== Work to be completed ==
Where a line contains the word "enumerate", copy that line from the records below.

== Material for the task ==
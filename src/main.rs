use i18n_guard::actions;
use i18n_guard::config::{Config, Overrides};

use anyhow::Result;
use clap::{Parser, Subcommand};
use std::io;
use std::path::PathBuf;

/// i18n-guard - 检查 next-intl 组件中引用但未定义的翻译键
#[derive(Parser, Debug)]
#[command(author, version, about, long_about = None)]
struct Cli {
    /// 项目根目录，默认为当前目录
    #[arg(short, long, env = "CLAUDE_PROJECT_DIR", default_value = ".")]
    path: PathBuf,

    /// 翻译文件目录，覆盖配置文件中的值
    #[arg(long)]
    messages_dir: Option<String>,

    /// 作为基准的语言，覆盖配置文件中的值
    #[arg(long)]
    locale: Option<String>,

    /// 详细输出模式
    #[arg(short, long)]
    verbose: bool,

    #[command(subcommand)]
    command: Option<Commands>,
}

#[derive(Subcommand, Debug)]
enum Commands {
    /// 从 stdin 读取编辑事件并检查被编辑的文件（默认命令）
    Hook,
    /// 检查指定的文件或目录
    Check {
        /// 要检查的文件或目录，默认为项目根目录
        paths: Vec<PathBuf>,

        /// 输出格式: text, json, yaml
        #[arg(short, long, default_value = "text", value_parser = ["text", "json", "yaml"])]
        format: String,

        /// 输出文件路径，如未指定则输出到控制台
        #[arg(short, long)]
        output: Option<PathBuf>,
    },
}

fn main() -> Result<()> {
    env_logger::init();
    let cli = Cli::parse();

    let overrides = cli.overrides();

    match cli.command.as_ref().unwrap_or(&Commands::Hook) {
        Commands::Hook => {
            // hook 永远不能让调用方失败，配置错误也静默跳过
            actions::run_hook_for_project(&cli.path, &overrides, io::stdin().lock(), &mut io::stdout())?
        }
        Commands::Check { paths, format, output } => {
            let config = Config::load_with_overrides(&cli.path, &overrides)?;
            let paths = if paths.is_empty() {
                vec![config.project_path.clone()]
            } else {
                paths.clone()
            };
            actions::run_check_command(&config, &paths, format, output.as_deref())?
        }
    }

    Ok(())
}

impl Cli {
    fn overrides(&self) -> Overrides {
        Overrides {
            messages_dir: self.messages_dir.clone(),
            primary_locale: self.locale.clone(),
            verbose: self.verbose,
        }
    }
}
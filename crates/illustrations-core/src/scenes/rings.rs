//! Elastic rings: concentric circles make room for a focal dot that follows
//! the pointer, or an autopilot path when the pointer is away.

use super::{Frame, Layout, Render};
use crate::config::SceneConfig;
use crate::error::RenderError;
use crate::surface::{Backdrop, Paint, Stroke, Tone};
use glam::Vec2;

pub const RING_COUNT: usize = 9;
/// Fraction of the remaining distance each ring covers per frame.
pub const RELAXATION: f32 = 0.12;
const REACH: f32 = 0.18;

/// Size-derived ring parameters; rebuilt whenever the surface size changes.
#[derive(Clone, Copy, Debug, PartialEq)]
pub struct RingGeometry {
    pub size: Vec2,
    pub center: Vec2,
    pub min_radius: f32,
    pub ring_gap: f32,
    pub min_gap: f32,
    pub dot_padding: f32,
    pub influence_band: f32,
}

impl RingGeometry {
    pub fn new(size: Vec2, center_ratio: Vec2, fill_ratio: f32, count: usize) -> Self {
        let min_dim = size.x.min(size.y);
        let max_radius = size.x.hypot(size.y) * 0.5 * fill_ratio;
        let min_radius = min_dim * 0.08;
        let steps = count.saturating_sub(1).max(1) as f32;
        let ring_gap = ((max_radius - min_radius) / steps).max(1.0);
        Self {
            size,
            center: size * center_ratio,
            min_radius,
            ring_gap,
            min_gap: ring_gap * 0.65,
            dot_padding: ring_gap * 0.4 + 6.0,
            influence_band: ring_gap * 2.2,
        }
    }

    #[inline]
    pub fn base_radius(&self, i: usize) -> f32 {
        self.min_radius + self.ring_gap * i as f32
    }
}

/// Ring radii, innermost first. Every frame keeps
/// `radii[i] >= radii[i - 1] + min_gap`.
#[derive(Clone, Debug, Default)]
pub struct RingSet {
    radii: Vec<f32>,
}

impl RingSet {
    pub fn new(count: usize) -> Self {
        Self {
            radii: vec![0.0; count],
        }
    }

    pub fn radii(&self) -> &[f32] {
        &self.radii
    }

    pub fn reset(&mut self, geometry: &RingGeometry) {
        for (i, r) in self.radii.iter_mut().enumerate() {
            *r = geometry.base_radius(i);
        }
    }

    /// One relaxation step toward the per-ring targets for a focal point at
    /// `desired_dist` from the center.
    pub fn relax(&mut self, geometry: &RingGeometry, desired_dist: f32, time: f64) {
        let gap = geometry.ring_gap;
        for i in 0..self.radii.len() {
            let base = geometry.base_radius(i);
            let phase = i as f64;
            let float = (time * 0.0003 + phase * 1.4).sin() as f32 * gap * 0.08
                + (time * 0.00017 + phase * 0.9).cos() as f32 * gap * 0.05;
            let delta = desired_dist - base;
            let influence = (1.0 - delta.abs() / geometry.influence_band).clamp(0.0, 1.0);
            let mut target = base + float + delta * influence * 0.25;

            if i == 0 {
                target = target.max(desired_dist + geometry.dot_padding);
            } else {
                target = target.max(self.radii[i - 1] + geometry.min_gap);
            }
            self.radii[i] += (target - self.radii[i]) * RELAXATION;
            if i > 0 {
                self.radii[i] = self.radii[i].max(self.radii[i - 1] + geometry.min_gap);
            }
        }
    }

    pub fn is_ordered(&self, min_gap: f32) -> bool {
        self.radii
            .windows(2)
            .all(|w| w[1] >= w[0] + min_gap - min_gap.abs() * 1e-5)
    }

    /// Focal dot position: the desired point pulled inside the innermost ring.
    pub fn focal_point(&self, geometry: &RingGeometry, desired: Vec2) -> Vec2 {
        let offset = desired - geometry.center;
        let dist = offset.length();
        let inner = self.radii.first().copied().unwrap_or(0.0);
        let max_dist = (inner - geometry.dot_padding).max(0.0);
        if dist > 0.0 {
            geometry.center + offset * (dist.min(max_dist) / dist)
        } else {
            geometry.center
        }
    }
}

/// Lissajous drift used while the pointer is outside the container.
pub fn autopilot(time: f64) -> Vec2 {
    let phase = time * 0.0007;
    Vec2::new(
        (phase.sin() * 0.85) as f32,
        ((phase * 0.9 + 1.2).cos() * 0.7) as f32,
    )
}

pub struct RingsScene {
    rings: RingSet,
    geometry: Option<RingGeometry>,
    center_ratio: Vec2,
    fill_ratio: f32,
}

impl RingsScene {
    pub fn new(config: &SceneConfig) -> Self {
        Self {
            rings: RingSet::new(RING_COUNT),
            geometry: None,
            center_ratio: config.center,
            fill_ratio: config.fill_ratio,
        }
    }

    pub fn rings(&self) -> &RingSet {
        &self.rings
    }

    pub fn geometry(&self) -> Option<&RingGeometry> {
        self.geometry.as_ref()
    }

    fn layout(&mut self, size: Vec2) -> RingGeometry {
        let geometry = RingGeometry::new(size, self.center_ratio, self.fill_ratio, RING_COUNT);
        self.rings.reset(&geometry);
        self.geometry = Some(geometry);
        geometry
    }
}

impl Render for RingsScene {
    fn on_resize(&mut self, layout: &Layout) {
        self.layout(Vec2::new(layout.width, layout.height));
    }

    fn render(&mut self, frame: &mut Frame<'_>) -> Result<(), RenderError> {
        let input = frame.input;
        frame.begin(Backdrop::at(0.5, 0.62))?;

        let size = input.size();
        let geometry = match self.geometry {
            Some(g) if g.size == size => g,
            _ => self.layout(size),
        };

        let time = input.elapsed;
        let motion = if input.pointer.active {
            input.pointer.as_vec2()
        } else {
            autopilot(time)
        };
        let desired = geometry.center + motion * size * REACH;
        let desired_dist = desired.distance(geometry.center);

        self.rings.relax(&geometry, desired_dist, time);
        let dot = self.rings.focal_point(&geometry, desired);

        for (i, &radius) in self.rings.radii().iter().enumerate() {
            let alpha = (0.22 + i as f32 * 0.03).min(0.55);
            frame
                .surface
                .circle(geometry.center, radius, &Stroke::new(Paint::primary(alpha), 1.1))?;
        }

        let pulse = 0.5 + 0.5 * (time * 0.0012).sin() as f32;
        frame.surface.glow(dot, 46.0 + pulse * 8.0, Tone::Secondary, 0.22)?;
        frame.surface.dot(dot, 4.2, Paint::secondary(1.0))?;
        Ok(())
    }
}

== Task solution ==
        for (i, r) in self.radii.iter_mut().enumerate() {
        for (i, &radius) in self.rings.radii().iter().enumerate() {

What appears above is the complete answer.